During todays visit LPA conducted record reviews for 2 residents and 3 staff. Present in the facility is 6 residents and 4 staff. Two of which are agency staff. LPA reviewed the records indicated and all files reviewed are current. Administrator certificate is pending renewal and has not received the updated certificate as of this time. Administrator certificate is expired but renewal has been submitted but has not received yet. Facility does not handle resident monies.

The following updated forms are being requested to be received by 01/11/2024:

• LIC610D Emergency Disaster Plan
• LIC 308 Designation of Administrative Responsibility
• LIC 500 Personnel Report
• Updated administrator certificate
• LIC9020 Client Roster
• Certificate of Liability Insurance

There are no citations issued on this day.

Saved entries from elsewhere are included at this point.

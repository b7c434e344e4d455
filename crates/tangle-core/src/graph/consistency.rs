//! Structural consistency checking.
//!
//! The checker verifies the cross-references the store promises to keep
//! intact: every edge endpoint resolves and links back, every incident
//! edge resolves and touches its node, and the insertion-time policy
//! (no self-loops, no duplicate edges) still holds. It reports findings
//! as data instead of failing on the first problem, so a caller can log
//! or assert on the complete picture.

use rustc_hash::FxHashMap;
use thiserror::Error;

use super::store::Graph;
use super::types::{EdgeId, NodeId};

/// A single structural defect found by [`Graph::check_consistency`].
#[derive(Debug, Clone, Copy, PartialEq, Eq, Error)]
pub enum Violation {
    /// An edge names an endpoint that no longer resolves.
    #[error("edge {edge} references missing node {node}")]
    MissingEndpoint {
        /// The edge holding the dangling reference.
        edge: EdgeId,
        /// The endpoint handle that does not resolve.
        node: NodeId,
    },
    /// An edge's endpoint exists but does not list the edge as incident.
    #[error("edge {edge} is not listed as incident on node {node}")]
    UnlinkedEndpoint {
        /// The edge missing from the node's incident list.
        edge: EdgeId,
        /// The endpoint whose incident list is incomplete.
        node: NodeId,
    },
    /// A node's incident list names an edge that no longer resolves.
    #[error("node {node} lists missing edge {edge} as incident")]
    UnknownIncidentEdge {
        /// The node holding the dangling reference.
        node: NodeId,
        /// The incident handle that does not resolve.
        edge: EdgeId,
    },
    /// A node's incident list names an edge that does not touch the node.
    #[error("node {node} lists edge {edge} as incident, but is not an endpoint of it")]
    ForeignIncidentEdge {
        /// The node with the wrong incident entry.
        node: NodeId,
        /// The edge that does not touch the node.
        edge: EdgeId,
    },
    /// An edge connects a node to itself.
    #[error("edge {edge} is a self-loop on node {node}")]
    SelfLoop {
        /// The offending edge.
        edge: EdgeId,
        /// The node it loops on.
        node: NodeId,
    },
    /// Two distinct edges connect the same unordered pair of nodes.
    #[error("edges {first} and {second} both connect nodes {a} and {b}")]
    DuplicateEdge {
        /// One endpoint of the duplicated pair.
        a: NodeId,
        /// The other endpoint.
        b: NodeId,
        /// The edge encountered first in slot order.
        first: EdgeId,
        /// The later duplicate.
        second: EdgeId,
    },
}

/// Outcome of a consistency check: the complete list of violations found.
///
/// An empty report means the graph is structurally sound. The check never
/// returns an error; defects are data.
#[derive(Debug, Clone, Default)]
pub struct ConsistencyReport {
    violations: Vec<Violation>,
}

impl ConsistencyReport {
    /// True when no violations were found.
    #[must_use]
    pub fn is_consistent(&self) -> bool {
        self.violations.is_empty()
    }

    /// All violations, in discovery order (edge checks first, then node
    /// checks, then duplicate detection).
    #[must_use]
    pub fn violations(&self) -> &[Violation] {
        &self.violations
    }
}

impl<V, E> Graph<V, E> {
    /// Verifies the structural invariants of the graph and reports every
    /// violation found.
    ///
    /// A graph mutated only through the public API is always consistent;
    /// the checker exists to validate graphs after deserialization or as
    /// a debugging aid for code with privileged access to the internals.
    #[must_use]
    pub fn check_consistency(&self) -> ConsistencyReport {
        let mut violations = Vec::new();

        for (edge_id, edge) in self.iter_edges() {
            for endpoint in [edge.head, edge.tail] {
                match self.node(endpoint) {
                    None => violations.push(Violation::MissingEndpoint {
                        edge: edge_id,
                        node: endpoint,
                    }),
                    Some(node) if !node.incident.contains(&edge_id) => {
                        violations.push(Violation::UnlinkedEndpoint {
                            edge: edge_id,
                            node: endpoint,
                        });
                    }
                    Some(_) => {}
                }
            }
            if edge.head == edge.tail {
                violations.push(Violation::SelfLoop {
                    edge: edge_id,
                    node: edge.head,
                });
            }
        }

        for (node_id, node) in self.iter_nodes() {
            for &edge_id in &node.incident {
                match self.edge(edge_id) {
                    None => violations.push(Violation::UnknownIncidentEdge {
                        node: node_id,
                        edge: edge_id,
                    }),
                    Some(edge) if !edge.touches(node_id) => {
                        violations.push(Violation::ForeignIncidentEdge {
                            node: node_id,
                            edge: edge_id,
                        });
                    }
                    Some(_) => {}
                }
            }
        }

        let mut seen: FxHashMap<(NodeId, NodeId), EdgeId> = FxHashMap::default();
        for (edge_id, edge) in self.iter_edges() {
            let key = edge.pair_key();
            if let Some(&first) = seen.get(&key) {
                violations.push(Violation::DuplicateEdge {
                    a: key.0,
                    b: key.1,
                    first,
                    second: edge_id,
                });
            } else {
                seen.insert(key, edge_id);
            }
        }

        if !violations.is_empty() {
            tracing::warn!(count = violations.len(), "consistency check found violations");
        }

        ConsistencyReport { violations }
    }
}
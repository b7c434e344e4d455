//! Error types for tangle-core.

use thiserror::Error;

use crate::graph::{EdgeId, NodeId};

/// Graph engine error types.
///
/// Rejected mutations (adding a self-loop or a duplicate edge) are *not*
/// errors; they surface as `Ok(None)` from [`Graph::add_edge`]. The
/// variants here cover genuinely invalid inputs: handles that no longer
/// resolve, and path reconstruction toward unreachable targets.
///
/// [`Graph::add_edge`]: crate::graph::Graph::add_edge
#[derive(Error, Debug, Clone, Copy, PartialEq, Eq)]
pub enum Error {
    /// A node handle does not resolve: the node was removed, or the handle
    /// belongs to a different graph.
    #[error("Stale node reference: {0}")]
    StaleNodeRef(NodeId),

    /// An edge handle does not resolve: the edge was removed, or the handle
    /// belongs to a different graph.
    #[error("Stale edge reference: {0}")]
    StaleEdgeRef(EdgeId),

    /// The node was not part of the graph when a shortest-path snapshot
    /// was taken.
    #[error("Node {0} is not in the shortest-path snapshot")]
    UnknownNode(NodeId),

    /// Path reconstruction was requested for a node the source cannot reach.
    #[error("No path exists to node {0}")]
    NoPath(NodeId),
}

/// Result type alias for graph operations.
pub type Result<T> = std::result::Result<T, Error>;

Report is reviewed with Vivian.
SUPERVISORS NAME: April Cowan
LICENSING EVALUATOR NAME: Jaime Vado
LICENSING EVALUATOR SIGNATURE: DATE: 01/04/2024
I acknowledge receipt of this form and understand my licensing appeal rights as explained and received.
FACILITY REPRESENTATIVE SIGNATURE: DATE: 01/04/2024
This report must be available at Child Care and Group Home facilities for public review for 3 years.